Exercise goal: For each line below that includes the string "None", show the whole line.

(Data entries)
// SPDX-License-Identifier: MIT
// Copyright 2026 Roland Dreier <roland@rolandd.dev>

//! Driver onboarding flow over HTTP.

use axum::http::{Method, StatusCode};
use serde_json::json;

mod common;

use common::{
    address_step, complete_onboarding, create_test_app, personal_step, request, send, user_token,
    vehicle_step,
};

#[tokio::test]
async fn test_get_profile_before_create_is_404() {
    let app = create_test_app();
    let token = user_token(&app.state.config, "sub-new", "new@example.ca");

    let (status, _) = send(
        &app.router,
        request(Method::GET, "/api/profile", Some(&token), None),
    )
    .await;
    assert_eq!(status, StatusCode::NOT_FOUND);
}

#[tokio::test]
async fn test_explicit_create_then_duplicate_conflicts() {
    let app = create_test_app();
    let token = user_token(&app.state.config, "sub-1", "d@example.ca");

    let (status, profile) =
        send(&app.router, request(Method::POST, "/api/profile", Some(&token), None)).await;
    assert_eq!(status, StatusCode::CREATED);
    assert_eq!(profile["onboardingStep"], 1);
    assert_eq!(profile["lifecycleState"], "step1");
    assert_eq!(profile["email"], "d@example.ca");
    // The profile has its own id; the account subject is only the owner.
    assert_ne!(profile["id"], "sub-1");
    assert!(!profile["id"].as_str().unwrap().is_empty());

    let (status, _) = send(
        &app.router,
        request(Method::POST, "/api/profile", Some(&token), None),
    )
    .await;
    assert_eq!(status, StatusCode::CONFLICT);
}

#[tokio::test]
async fn test_first_patch_creates_and_advances_to_step_2() {
    let app = create_test_app();
    let token = user_token(&app.state.config, "sub-a", "jane@example.ca");

    let (status, profile) = send(
        &app.router,
        request(Method::PATCH, "/api/profile", Some(&token), Some(personal_step())),
    )
    .await;

    assert_eq!(status, StatusCode::OK, "{profile}");
    assert_eq!(profile["onboardingStep"], 2);
    assert_eq!(profile["phone"], "416-555-1234");
    assert_eq!(profile["etransferAutoDepositConfirmed"], true);
}

#[tokio::test]
async fn test_invalid_first_patch_leaves_no_profile() {
    let app = create_test_app();
    let token = user_token(&app.state.config, "sub-bad", "bad@example.ca");

    let mut body = personal_step();
    body["phone"] = json!("12345");
    let (status, error) = send(
        &app.router,
        request(Method::PATCH, "/api/profile", Some(&token), Some(body)),
    )
    .await;

    assert_eq!(status, StatusCode::UNPROCESSABLE_ENTITY);
    assert_eq!(error["fields"][0]["field"], "phone");

    let (status, _) = send(
        &app.router,
        request(Method::GET, "/api/profile", Some(&token), None),
    )
    .await;
    assert_eq!(status, StatusCode::NOT_FOUND);
}

#[tokio::test]
async fn test_missing_step_fields_are_reported_per_field() {
    let app = create_test_app();
    let token = user_token(&app.state.config, "sub-missing", "m@example.ca");

    let (status, error) = send(
        &app.router,
        request(
            Method::PATCH,
            "/api/profile",
            Some(&token),
            Some(json!({ "onboardingStep": 3, "city": "Toronto" })),
        ),
    )
    .await;

    assert_eq!(status, StatusCode::UNPROCESSABLE_ENTITY);
    let fields: Vec<&str> = error["fields"]
        .as_array()
        .unwrap()
        .iter()
        .map(|f| f["field"].as_str().unwrap())
        .collect();
    assert!(fields.contains(&"addressLine1"));
    assert!(fields.contains(&"postalCode"));
    assert!(!fields.contains(&"city"));
}

#[tokio::test]
async fn test_step_can_jump_forward_directly() {
    let app = create_test_app();
    let token = user_token(&app.state.config, "sub-jump", "j@example.ca");

    send(
        &app.router,
        request(Method::PATCH, "/api/profile", Some(&token), Some(personal_step())),
    )
    .await;

    // Step 4 data while at step 2 lands on step 4.
    let (status, profile) = send(
        &app.router,
        request(Method::PATCH, "/api/profile", Some(&token), Some(vehicle_step())),
    )
    .await;
    assert_eq!(status, StatusCode::OK, "{profile}");
    assert_eq!(profile["onboardingStep"], 4);
}

#[tokio::test]
async fn test_step_never_moves_backwards() {
    let app = create_test_app();
    let token = user_token(&app.state.config, "sub-back", "b@example.ca");

    for body in [personal_step(), address_step()] {
        send(&app.router, request(Method::PATCH, "/api/profile", Some(&token), Some(body))).await;
    }

    let (status, profile) = send(
        &app.router,
        request(Method::PATCH, "/api/profile", Some(&token), Some(personal_step())),
    )
    .await;
    assert_eq!(status, StatusCode::OK);
    assert_eq!(profile["onboardingStep"], 3);
}

#[tokio::test]
async fn test_completion_enters_approval_queue() {
    let app = create_test_app();
    let token = user_token(&app.state.config, "sub-done", "done@example.ca");

    let profile = complete_onboarding(&app, &token).await;

    assert_eq!(profile["onboardingStep"], 5);
    assert_eq!(profile["onboardingCompleted"], true);
    assert_eq!(profile["approvalStatus"], "pending");
    assert_eq!(profile["lifecycleState"], "completed_pending_approval");
    assert!(profile["agreementSignedAt"].is_string());
}

#[tokio::test]
async fn test_lifecycle_fields_cannot_be_patched() {
    let app = create_test_app();
    let token = user_token(&app.state.config, "sub-sneaky", "s@example.ca");
    complete_onboarding(&app, &token).await;

    let (status, profile) = send(
        &app.router,
        request(
            Method::PATCH,
            "/api/profile",
            Some(&token),
            Some(json!({
                "approvalStatus": "approved",
                "identityVerificationStatus": "verified",
                "externalWorkerId": "w-1",
            })),
        ),
    )
    .await;

    assert_eq!(status, StatusCode::OK);
    assert_eq!(profile["approvalStatus"], "pending");
    assert!(profile["identityVerificationStatus"].is_null());
    assert!(profile["externalWorkerId"].is_null());
}

#[tokio::test]
async fn test_history_records_each_transition() {
    let app = create_test_app();
    let token = user_token(&app.state.config, "sub-hist", "h@example.ca");
    complete_onboarding(&app, &token).await;

    let (status, history) = send(
        &app.router,
        request(Method::GET, "/api/profile/history", Some(&token), None),
    )
    .await;
    assert_eq!(status, StatusCode::OK);

    let events: Vec<&str> = history
        .as_array()
        .unwrap()
        .iter()
        .map(|r| r["event"].as_str().unwrap())
        .collect();
    assert_eq!(events.first(), Some(&"created"));
    assert_eq!(events.last(), Some(&"onboarding_completed"));
    assert_eq!(events.iter().filter(|e| **e == "step_advanced").count(), 3);
}

#[tokio::test]
async fn test_protected_route_without_token() {
    let app = create_test_app();
    let (status, _) = send(&app.router, request(Method::GET, "/api/profile", None, None)).await;
    assert_eq!(status, StatusCode::UNAUTHORIZED);
}

#[tokio::test]
async fn test_protected_route_with_invalid_token() {
    let app = create_test_app();
    let (status, _) = send(
        &app.router,
        request(Method::GET, "/api/profile", Some("not-a-jwt"), None),
    )
    .await;
    assert_eq!(status, StatusCode::UNAUTHORIZED);
}

#[tokio::test]
async fn test_session_cookie_is_accepted() {
    let app = create_test_app();
    let token = user_token(&app.state.config, "sub-cookie", "c@example.ca");

    let req = axum::http::Request::builder()
        .method(Method::POST)
        .uri("/api/profile")
        .header(axum::http::header::COOKIE, format!("driver_session={token}"))
        .body(axum::body::Body::empty())
        .unwrap();
    let (status, _) = send(&app.router, req).await;
    assert_eq!(status, StatusCode::CREATED);
}

#[tokio::test]
async fn test_cors_preflight_allows_patch() {
    let app = create_test_app();

    let req = axum::http::Request::builder()
        .method(Method::OPTIONS)
        .uri("/api/profile")
        .header(axum::http::header::ORIGIN, "http://localhost:5173")
        .header(axum::http::header::ACCESS_CONTROL_REQUEST_METHOD, "PATCH")
        .body(axum::body::Body::empty())
        .unwrap();
    let response = tower::ServiceExt::oneshot(app.router.clone(), req).await.unwrap();

    assert_eq!(response.status(), StatusCode::OK);
    let methods = response
        .headers()
        .get(axum::http::header::ACCESS_CONTROL_ALLOW_METHODS)
        .unwrap()
        .to_str()
        .unwrap()
        .to_string();
    assert!(methods.contains("PATCH"));
}

#[tokio::test]
async fn test_health_is_public() {
    let app = create_test_app();
    let (status, body) = send(&app.router, request(Method::GET, "/health", None, None)).await;
    assert_eq!(status, StatusCode::OK);
    assert_eq!(body["status"], "ok");
}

Written answer:
        request(Method::GET, "/api/profile", Some(&token), None),
        send(&app.router, request(Method::POST, "/api/profile", Some(&token), None)).await;
        request(Method::POST, "/api/profile", Some(&token), None),
        request(Method::GET, "/api/profile", Some(&token), None),
        request(Method::GET, "/api/profile/history", Some(&token), None),
    let (status, _) = send(&app.router, request(Method::GET, "/api/profile", None, None)).await;
        request(Method::GET, "/api/profile", Some("not-a-jwt"), None),
    let (status, body) = send(&app.router, request(Method::GET, "/health", None, None)).await;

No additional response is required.